Giving Compass' Take:

• In Dear Ijeawele, Chimamanda Ngozi Adichie explores the pernicious and pervasive problems of sexism and racism around the world. 

• How can donors help to usher in equality? How can massive, global and societal problems be addressed most quickly and efficiently? 

• Learn about 12 ways to advance gender equality.
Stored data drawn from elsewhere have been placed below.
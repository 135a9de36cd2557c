use std::cell::RefCell;

use super::{Severity, TrackRecord, TrackingProvider};

/// Forwards records to the `tracing` facade under the `formular` target.
#[derive(Debug, Default, Clone, Copy)]
pub struct TracingProvider;

impl TrackingProvider for TracingProvider {
    fn track(&self, record: &TrackRecord) {
        let source = record.source.as_str();
        let message = record.message.as_str();
        match record.severity {
            Severity::Info => tracing::info!(target: "formular", source, "{message}"),
            Severity::Warning => tracing::warn!(target: "formular", source, "{message}"),
            Severity::Error => tracing::error!(target: "formular", source, "{message}"),
            Severity::Critical => {
                tracing::error!(target: "formular", source, critical = true, "{message}")
            }
        }
    }
}

/// Writes records at or above `min_severity` to stderr.
#[derive(Debug, Clone, Copy)]
pub struct ConsoleProvider {
    min_severity: Severity,
}

impl Default for ConsoleProvider {
    fn default() -> Self {
        Self {
            min_severity: Severity::Warning,
        }
    }
}

impl ConsoleProvider {
    pub fn new(min_severity: Severity) -> Self {
        Self { min_severity }
    }
}

impl TrackingProvider for ConsoleProvider {
    fn track(&self, record: &TrackRecord) {
        if record.severity >= self.min_severity {
            eprintln!("{record}");
        }
    }
}

/// Keeps every record in memory.
#[derive(Debug, Default)]
pub struct MemoryProvider {
    records: RefCell<Vec<TrackRecord>>,
}

impl MemoryProvider {
    pub fn records(&self) -> Vec<TrackRecord> {
        self.records.borrow().clone()
    }

    pub fn len(&self) -> usize {
        self.records.borrow().len()
    }

    pub fn is_empty(&self) -> bool {
        self.records.borrow().is_empty()
    }

    pub fn clear(&self) {
        self.records.borrow_mut().clear();
    }

    pub fn count(&self, severity: Severity) -> usize {
        self.records
            .borrow()
            .iter()
            .filter(|record| record.severity == severity)
            .count()
    }

    pub fn contains(&self, severity: Severity, needle: &str) -> bool {
        self.records
            .borrow()
            .iter()
            .any(|record| record.severity == severity && record.message.contains(needle))
    }
}

impl TrackingProvider for MemoryProvider {
    fn track(&self, record: &TrackRecord) {
        self.records.borrow_mut().push(record.clone());
    }
}
//! Internal diagnostics.
//!
//! A [`Tracker`] fans records out to pluggable [`TrackingProvider`] sinks. It
//! is never part of the functional path: nothing reads tracker output back.

mod providers;

use std::fmt;
use std::rc::Rc;

pub use providers::{ConsoleProvider, MemoryProvider, TracingProvider};

#[derive(Debug, Clone, Copy, PartialEq, Eq, PartialOrd, Ord, Hash)]
pub enum Severity {
    Info,
    Warning,
    Error,
    Critical,
}

impl fmt::Display for Severity {
    fn fmt(&self, f: &mut fmt::Formatter<'_>) -> fmt::Result {
        match self {
            Severity::Info => write!(f, "info"),
            Severity::Warning => write!(f, "warning"),
            Severity::Error => write!(f, "error"),
            Severity::Critical => write!(f, "critical"),
        }
    }
}

#[derive(Debug, Clone, PartialEq, Eq)]
pub struct TrackRecord {
    pub severity: Severity,
    pub source: String,
    pub message: String,
}

impl fmt::Display for TrackRecord {
    fn fmt(&self, f: &mut fmt::Formatter<'_>) -> fmt::Result {
        write!(f, "[{}] {}: {}", self.severity, self.source, self.message)
    }
}

pub trait TrackingProvider: fmt::Debug {
    fn track(&self, record: &TrackRecord);
}

#[derive(Debug, Clone)]
pub struct Tracker {
    providers: Vec<Rc<dyn TrackingProvider>>,
}

impl Default for Tracker {
    fn default() -> Self {
        Self::new().with_provider(Rc::new(TracingProvider))
    }
}

impl Tracker {
    /// A tracker with no providers; records are dropped.
    pub fn new() -> Self {
        Self {
            providers: Vec::new(),
        }
    }

    pub fn with_provider(mut self, provider: Rc<dyn TrackingProvider>) -> Self {
        self.providers.push(provider);
        self
    }

    pub fn add_provider(&mut self, provider: Rc<dyn TrackingProvider>) {
        self.providers.push(provider);
    }

    pub fn provider_count(&self) -> usize {
        self.providers.len()
    }

    pub fn track(&self, severity: Severity, source: &str, message: impl Into<String>) {
        if self.providers.is_empty() {
            return;
        }
        let record = TrackRecord {
            severity,
            source: source.to_string(),
            message: message.into(),
        };
        for provider in &self.providers {
            provider.track(&record);
        }
    }

    pub fn internal_info(&self, source: &str, message: impl Into<String>) {
        self.track(Severity::Info, source, message);
    }

    pub fn internal_warning(&self, source: &str, message: impl Into<String>) {
        self.track(Severity::Warning, source, message);
    }

    pub fn internal_error(&self, source: &str, message: impl Into<String>) {
        self.track(Severity::Error, source, message);
    }

    pub fn internal_critical(&self, source: &str, message: impl Into<String>) {
        self.track(Severity::Critical, source, message);
    }
}

#[cfg(test)]
mod tests {
    use super::*;

    #[test]
    fn records_reach_every_provider() {
        let first = Rc::new(MemoryProvider::default());
        let second = Rc::new(MemoryProvider::default());
        let tracker = Tracker::new()
            .with_provider(first.clone())
            .with_provider(second.clone());

        tracker.internal_warning("field:email", "option not found");
        tracker.internal_critical("form", "boom");

        assert_eq!(first.len(), 2);
        assert_eq!(second.len(), 2);
        assert_eq!(first.records()[0].severity, Severity::Warning);
        assert!(second.contains(Severity::Critical, "boom"));
    }

    #[test]
    fn tracker_without_providers_is_silent() {
        let tracker = Tracker::new();
        tracker.internal_error("x", "dropped");
        assert_eq!(tracker.provider_count(), 0);
    }
}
In Dear Ijeawele: A Feminist Manifesto in Fifteen Suggestions, Chimamanda Ngozi Adichie writes that she is angrier about sexism than she is about racism. “I don’t think sexism is worse than racism, it’s impossible even to compare,” she clarifies. “It’s that I feel lonely in my fight against sexism, in a way that I don’t feel in my fight against racism. My friends, my family, they get racism, they get it. The people I’m close to who are not black get it. But I find that with sexism you are constantly having to explain, justify, convince, make a case for.”

Simplicity and accessibility are the point: Adichie is not preaching to the converted; she doesn’t do “jargon” and finds the classic feminist texts “boring” (“Do you think The Second Sex is interesting?” she shoots back, when I press her). Although the “you” in the letter is “Ijeawele”, a Nigerian mother living in a traditional Igbo culture, Adichie is talking to young women the world over: “To get letters from women, saying ‘you make me feel stronger’ that means a lot to me,” she says. “It’s a woman in Denmark, it’s an email from a woman in Korea, it’s the woman in Ghana. I can’t tell you how happy that makes me.”

One of the most compelling injunctions in Adichie’s manifestos is to encourage girls to “reject likability”. “Oh my God, all that time wasted,” she says with feeling, that boys and men do not waste. Clinton and “all the harping on about whether or not she is ‘likable’,” is the perfect example of how she had to persuade friends that sexism was at work.